= Beginning of Section =

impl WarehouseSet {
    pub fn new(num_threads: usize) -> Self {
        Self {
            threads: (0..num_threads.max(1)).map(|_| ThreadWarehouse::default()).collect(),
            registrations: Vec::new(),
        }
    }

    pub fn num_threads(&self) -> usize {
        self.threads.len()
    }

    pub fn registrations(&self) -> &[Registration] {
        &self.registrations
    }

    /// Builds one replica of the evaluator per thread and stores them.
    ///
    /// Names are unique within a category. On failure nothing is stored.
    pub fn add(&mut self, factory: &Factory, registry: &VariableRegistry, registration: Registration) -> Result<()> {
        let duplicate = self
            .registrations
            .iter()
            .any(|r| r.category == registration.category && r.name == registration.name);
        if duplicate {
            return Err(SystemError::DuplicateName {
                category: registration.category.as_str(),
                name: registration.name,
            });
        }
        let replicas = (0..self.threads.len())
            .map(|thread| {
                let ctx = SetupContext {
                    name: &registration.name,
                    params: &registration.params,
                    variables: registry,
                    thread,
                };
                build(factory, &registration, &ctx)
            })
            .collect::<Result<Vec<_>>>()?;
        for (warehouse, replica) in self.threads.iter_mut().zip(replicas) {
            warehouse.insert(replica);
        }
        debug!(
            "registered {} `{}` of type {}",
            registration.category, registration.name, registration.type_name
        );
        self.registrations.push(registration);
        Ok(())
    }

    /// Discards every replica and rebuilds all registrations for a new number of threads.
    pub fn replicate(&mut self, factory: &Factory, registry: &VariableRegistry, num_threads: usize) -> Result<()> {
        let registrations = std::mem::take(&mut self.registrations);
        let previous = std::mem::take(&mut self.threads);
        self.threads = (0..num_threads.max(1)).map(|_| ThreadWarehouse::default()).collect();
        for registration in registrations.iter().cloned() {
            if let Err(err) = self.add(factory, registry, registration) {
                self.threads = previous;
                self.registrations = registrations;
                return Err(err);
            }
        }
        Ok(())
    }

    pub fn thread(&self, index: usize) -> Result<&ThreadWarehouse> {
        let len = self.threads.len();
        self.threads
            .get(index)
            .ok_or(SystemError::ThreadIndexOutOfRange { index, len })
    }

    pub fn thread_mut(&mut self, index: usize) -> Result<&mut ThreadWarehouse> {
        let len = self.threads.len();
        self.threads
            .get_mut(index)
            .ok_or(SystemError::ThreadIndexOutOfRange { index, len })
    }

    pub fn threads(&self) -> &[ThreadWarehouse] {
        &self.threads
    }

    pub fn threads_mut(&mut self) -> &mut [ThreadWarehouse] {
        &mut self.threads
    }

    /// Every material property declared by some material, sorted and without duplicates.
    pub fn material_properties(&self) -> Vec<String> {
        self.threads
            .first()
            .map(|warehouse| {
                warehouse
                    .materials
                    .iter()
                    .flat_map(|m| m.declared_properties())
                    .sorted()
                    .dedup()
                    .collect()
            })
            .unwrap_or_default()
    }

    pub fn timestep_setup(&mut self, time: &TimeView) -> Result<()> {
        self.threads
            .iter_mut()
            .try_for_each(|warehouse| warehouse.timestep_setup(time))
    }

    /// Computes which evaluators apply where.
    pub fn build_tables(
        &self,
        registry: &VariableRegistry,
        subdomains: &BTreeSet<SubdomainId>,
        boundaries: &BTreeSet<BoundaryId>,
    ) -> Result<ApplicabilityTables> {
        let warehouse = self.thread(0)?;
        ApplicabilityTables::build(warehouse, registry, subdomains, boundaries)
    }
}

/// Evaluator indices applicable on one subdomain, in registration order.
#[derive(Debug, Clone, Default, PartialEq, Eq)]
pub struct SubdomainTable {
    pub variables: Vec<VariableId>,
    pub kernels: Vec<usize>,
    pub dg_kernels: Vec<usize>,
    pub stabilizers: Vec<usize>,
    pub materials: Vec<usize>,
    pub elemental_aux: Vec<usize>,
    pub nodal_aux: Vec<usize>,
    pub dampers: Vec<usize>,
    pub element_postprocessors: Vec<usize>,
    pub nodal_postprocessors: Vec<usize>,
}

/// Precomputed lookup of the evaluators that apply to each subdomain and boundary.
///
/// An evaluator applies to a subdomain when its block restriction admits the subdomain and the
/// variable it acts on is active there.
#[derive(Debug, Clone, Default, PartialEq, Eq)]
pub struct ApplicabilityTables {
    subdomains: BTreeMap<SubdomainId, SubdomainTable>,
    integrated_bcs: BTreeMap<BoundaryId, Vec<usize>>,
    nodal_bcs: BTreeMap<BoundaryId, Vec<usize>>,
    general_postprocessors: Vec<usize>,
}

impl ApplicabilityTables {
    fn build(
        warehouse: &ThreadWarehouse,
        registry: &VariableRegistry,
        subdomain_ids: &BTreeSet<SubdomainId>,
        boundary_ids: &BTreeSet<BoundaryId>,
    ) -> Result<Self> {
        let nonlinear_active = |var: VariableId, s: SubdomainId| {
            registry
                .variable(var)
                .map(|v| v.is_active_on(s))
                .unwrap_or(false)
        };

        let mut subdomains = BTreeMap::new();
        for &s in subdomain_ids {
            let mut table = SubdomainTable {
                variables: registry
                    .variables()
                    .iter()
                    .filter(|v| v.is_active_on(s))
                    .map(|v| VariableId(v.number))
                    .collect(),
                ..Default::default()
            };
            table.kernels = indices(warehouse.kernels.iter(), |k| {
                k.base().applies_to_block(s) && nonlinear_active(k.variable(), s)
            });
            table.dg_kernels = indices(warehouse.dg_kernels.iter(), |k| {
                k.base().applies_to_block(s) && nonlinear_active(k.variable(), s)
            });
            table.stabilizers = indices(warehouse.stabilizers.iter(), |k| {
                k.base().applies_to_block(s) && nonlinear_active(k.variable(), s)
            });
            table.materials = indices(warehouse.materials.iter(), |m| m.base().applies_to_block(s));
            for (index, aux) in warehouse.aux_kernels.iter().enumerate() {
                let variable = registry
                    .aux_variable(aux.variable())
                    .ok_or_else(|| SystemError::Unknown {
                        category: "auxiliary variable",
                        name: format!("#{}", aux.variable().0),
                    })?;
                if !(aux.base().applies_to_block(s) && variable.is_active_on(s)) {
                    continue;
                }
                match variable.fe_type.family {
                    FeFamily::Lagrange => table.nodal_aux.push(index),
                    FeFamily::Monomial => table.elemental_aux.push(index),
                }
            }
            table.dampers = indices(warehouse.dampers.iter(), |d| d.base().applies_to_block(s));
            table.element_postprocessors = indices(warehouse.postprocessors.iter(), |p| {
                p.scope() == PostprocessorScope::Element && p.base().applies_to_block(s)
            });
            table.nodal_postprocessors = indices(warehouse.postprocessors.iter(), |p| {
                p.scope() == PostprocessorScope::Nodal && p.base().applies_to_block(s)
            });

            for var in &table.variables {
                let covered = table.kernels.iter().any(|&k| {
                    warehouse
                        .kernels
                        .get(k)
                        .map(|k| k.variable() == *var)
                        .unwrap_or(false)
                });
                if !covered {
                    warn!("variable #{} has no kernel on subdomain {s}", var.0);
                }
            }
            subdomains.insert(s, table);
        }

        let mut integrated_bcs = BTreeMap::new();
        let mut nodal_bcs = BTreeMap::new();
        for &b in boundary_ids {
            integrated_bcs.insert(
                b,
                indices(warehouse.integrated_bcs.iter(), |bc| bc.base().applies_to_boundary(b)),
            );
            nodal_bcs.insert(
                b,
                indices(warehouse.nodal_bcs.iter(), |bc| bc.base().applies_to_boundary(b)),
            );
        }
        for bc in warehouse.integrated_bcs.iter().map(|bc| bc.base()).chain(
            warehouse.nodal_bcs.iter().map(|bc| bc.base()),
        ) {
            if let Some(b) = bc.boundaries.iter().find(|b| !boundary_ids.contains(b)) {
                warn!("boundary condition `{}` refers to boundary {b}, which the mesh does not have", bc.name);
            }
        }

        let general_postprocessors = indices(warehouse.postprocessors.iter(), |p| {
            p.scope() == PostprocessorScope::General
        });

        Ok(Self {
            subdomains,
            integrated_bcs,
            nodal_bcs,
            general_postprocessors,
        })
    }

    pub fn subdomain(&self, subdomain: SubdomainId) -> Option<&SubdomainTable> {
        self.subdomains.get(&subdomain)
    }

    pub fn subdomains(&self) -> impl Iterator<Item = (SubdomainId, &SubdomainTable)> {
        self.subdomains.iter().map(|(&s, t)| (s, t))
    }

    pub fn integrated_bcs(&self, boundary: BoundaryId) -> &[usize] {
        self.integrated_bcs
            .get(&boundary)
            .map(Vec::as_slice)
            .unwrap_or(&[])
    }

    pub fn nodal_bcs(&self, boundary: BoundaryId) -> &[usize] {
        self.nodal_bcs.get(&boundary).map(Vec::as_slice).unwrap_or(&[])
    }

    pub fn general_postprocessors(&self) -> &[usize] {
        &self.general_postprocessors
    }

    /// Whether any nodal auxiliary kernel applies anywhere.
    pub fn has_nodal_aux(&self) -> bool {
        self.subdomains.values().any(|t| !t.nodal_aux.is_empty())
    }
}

= End of Section =
= Beginning of Section =

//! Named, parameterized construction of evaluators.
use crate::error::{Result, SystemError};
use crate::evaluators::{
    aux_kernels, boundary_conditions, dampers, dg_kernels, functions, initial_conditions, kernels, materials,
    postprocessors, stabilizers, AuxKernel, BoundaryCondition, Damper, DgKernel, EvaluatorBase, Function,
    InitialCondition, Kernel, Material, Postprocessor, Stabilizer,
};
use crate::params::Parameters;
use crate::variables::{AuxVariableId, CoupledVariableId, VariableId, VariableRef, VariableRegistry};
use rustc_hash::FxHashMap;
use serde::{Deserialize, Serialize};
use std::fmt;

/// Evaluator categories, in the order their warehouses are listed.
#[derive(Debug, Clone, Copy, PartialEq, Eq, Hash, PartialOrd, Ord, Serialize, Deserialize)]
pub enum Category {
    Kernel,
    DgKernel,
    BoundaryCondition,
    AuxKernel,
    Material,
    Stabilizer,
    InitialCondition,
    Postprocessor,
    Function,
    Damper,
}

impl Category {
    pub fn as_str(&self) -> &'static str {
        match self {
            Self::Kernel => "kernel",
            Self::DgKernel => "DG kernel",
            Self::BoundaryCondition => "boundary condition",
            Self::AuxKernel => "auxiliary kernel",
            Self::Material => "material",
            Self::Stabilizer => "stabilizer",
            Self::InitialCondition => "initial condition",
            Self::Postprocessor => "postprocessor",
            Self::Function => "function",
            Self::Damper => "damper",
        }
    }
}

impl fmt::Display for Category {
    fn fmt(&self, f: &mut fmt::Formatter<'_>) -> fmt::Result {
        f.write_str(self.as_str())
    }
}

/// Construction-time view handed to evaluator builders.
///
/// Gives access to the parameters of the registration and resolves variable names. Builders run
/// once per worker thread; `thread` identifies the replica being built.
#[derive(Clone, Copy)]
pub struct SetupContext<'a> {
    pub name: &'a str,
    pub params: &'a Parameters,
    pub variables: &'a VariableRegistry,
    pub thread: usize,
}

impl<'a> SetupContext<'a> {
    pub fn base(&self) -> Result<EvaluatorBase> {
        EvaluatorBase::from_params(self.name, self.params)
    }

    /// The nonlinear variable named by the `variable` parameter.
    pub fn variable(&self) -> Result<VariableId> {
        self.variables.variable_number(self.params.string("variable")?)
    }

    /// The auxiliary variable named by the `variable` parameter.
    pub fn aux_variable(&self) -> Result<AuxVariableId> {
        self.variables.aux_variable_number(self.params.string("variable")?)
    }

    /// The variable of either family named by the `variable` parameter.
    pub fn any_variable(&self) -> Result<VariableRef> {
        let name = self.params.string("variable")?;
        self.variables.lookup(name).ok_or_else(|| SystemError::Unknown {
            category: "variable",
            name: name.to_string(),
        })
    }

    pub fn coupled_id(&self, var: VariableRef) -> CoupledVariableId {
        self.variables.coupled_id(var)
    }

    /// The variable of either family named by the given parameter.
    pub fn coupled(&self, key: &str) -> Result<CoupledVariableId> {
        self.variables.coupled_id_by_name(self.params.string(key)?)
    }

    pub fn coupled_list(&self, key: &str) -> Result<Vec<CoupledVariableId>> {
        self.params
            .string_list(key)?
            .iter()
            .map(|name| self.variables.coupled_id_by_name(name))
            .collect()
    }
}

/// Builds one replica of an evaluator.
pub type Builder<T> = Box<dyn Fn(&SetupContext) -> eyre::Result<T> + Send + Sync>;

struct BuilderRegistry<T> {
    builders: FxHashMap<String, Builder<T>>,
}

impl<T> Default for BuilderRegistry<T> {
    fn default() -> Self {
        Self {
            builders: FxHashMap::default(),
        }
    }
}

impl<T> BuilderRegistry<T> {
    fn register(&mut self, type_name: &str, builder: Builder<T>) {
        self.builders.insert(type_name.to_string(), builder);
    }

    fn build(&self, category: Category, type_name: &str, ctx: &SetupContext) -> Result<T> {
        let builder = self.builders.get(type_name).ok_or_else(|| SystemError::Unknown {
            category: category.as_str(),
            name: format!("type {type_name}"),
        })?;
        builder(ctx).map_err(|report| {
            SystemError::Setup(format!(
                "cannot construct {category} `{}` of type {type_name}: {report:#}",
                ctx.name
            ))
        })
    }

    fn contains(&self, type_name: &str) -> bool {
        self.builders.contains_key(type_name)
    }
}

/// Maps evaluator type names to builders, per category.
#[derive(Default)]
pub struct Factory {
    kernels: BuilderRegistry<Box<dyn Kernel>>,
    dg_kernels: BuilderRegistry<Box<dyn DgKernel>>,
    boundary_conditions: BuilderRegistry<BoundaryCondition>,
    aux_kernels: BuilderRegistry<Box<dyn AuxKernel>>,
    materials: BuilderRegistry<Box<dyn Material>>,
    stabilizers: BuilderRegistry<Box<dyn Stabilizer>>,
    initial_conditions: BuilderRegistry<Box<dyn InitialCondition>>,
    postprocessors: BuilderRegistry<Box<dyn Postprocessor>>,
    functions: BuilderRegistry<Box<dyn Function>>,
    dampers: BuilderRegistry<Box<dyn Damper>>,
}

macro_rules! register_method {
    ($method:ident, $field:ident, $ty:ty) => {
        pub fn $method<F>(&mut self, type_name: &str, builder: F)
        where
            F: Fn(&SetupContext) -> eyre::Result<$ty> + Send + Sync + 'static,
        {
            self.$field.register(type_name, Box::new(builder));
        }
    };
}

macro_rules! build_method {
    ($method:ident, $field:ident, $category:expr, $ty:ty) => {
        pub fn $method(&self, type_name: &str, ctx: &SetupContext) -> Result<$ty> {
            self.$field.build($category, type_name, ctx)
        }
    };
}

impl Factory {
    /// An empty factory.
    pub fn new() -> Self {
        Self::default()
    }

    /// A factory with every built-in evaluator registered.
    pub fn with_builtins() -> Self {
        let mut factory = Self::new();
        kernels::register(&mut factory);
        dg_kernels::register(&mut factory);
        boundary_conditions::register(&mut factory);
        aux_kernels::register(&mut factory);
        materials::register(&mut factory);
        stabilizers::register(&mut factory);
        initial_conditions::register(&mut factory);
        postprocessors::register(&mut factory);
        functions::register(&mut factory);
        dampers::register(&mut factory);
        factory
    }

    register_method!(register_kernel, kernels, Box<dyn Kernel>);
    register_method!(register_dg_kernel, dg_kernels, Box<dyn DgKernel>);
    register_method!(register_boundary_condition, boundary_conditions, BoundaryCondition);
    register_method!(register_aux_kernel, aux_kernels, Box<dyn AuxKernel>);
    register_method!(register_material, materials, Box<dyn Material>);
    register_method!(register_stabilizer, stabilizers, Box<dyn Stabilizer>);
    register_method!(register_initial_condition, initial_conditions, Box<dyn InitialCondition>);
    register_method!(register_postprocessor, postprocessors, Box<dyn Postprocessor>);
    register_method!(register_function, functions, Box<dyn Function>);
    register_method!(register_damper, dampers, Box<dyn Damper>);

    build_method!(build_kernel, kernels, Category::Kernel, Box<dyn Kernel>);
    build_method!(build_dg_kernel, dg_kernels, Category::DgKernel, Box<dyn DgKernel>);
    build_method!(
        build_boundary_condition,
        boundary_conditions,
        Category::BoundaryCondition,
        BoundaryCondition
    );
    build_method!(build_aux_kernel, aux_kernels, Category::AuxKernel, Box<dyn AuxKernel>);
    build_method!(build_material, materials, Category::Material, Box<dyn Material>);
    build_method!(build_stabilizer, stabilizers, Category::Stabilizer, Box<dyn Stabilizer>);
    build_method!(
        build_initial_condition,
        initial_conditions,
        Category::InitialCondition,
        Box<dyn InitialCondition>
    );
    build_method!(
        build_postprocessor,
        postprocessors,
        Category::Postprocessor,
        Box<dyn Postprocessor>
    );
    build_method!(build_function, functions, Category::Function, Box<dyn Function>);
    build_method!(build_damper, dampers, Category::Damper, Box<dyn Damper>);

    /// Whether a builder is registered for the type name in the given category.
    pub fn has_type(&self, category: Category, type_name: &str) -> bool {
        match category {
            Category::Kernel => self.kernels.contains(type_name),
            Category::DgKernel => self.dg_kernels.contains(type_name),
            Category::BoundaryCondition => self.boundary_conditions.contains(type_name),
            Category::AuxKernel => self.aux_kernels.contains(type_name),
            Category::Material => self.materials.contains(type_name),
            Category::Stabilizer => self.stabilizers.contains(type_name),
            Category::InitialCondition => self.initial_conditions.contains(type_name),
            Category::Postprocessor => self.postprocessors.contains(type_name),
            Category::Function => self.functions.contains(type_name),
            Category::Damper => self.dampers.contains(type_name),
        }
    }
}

= End of Section =

Your task →
Would you please return every line in the listing where "collect" shows up?

Task result →
            threads: (0..num_threads.max(1)).map(|_| ThreadWarehouse::default()).collect(),
            .collect::<Result<Vec<_>>>()?;
        self.threads = (0..num_threads.max(1)).map(|_| ThreadWarehouse::default()).collect();
                    .collect()
                    .collect(),
            .collect()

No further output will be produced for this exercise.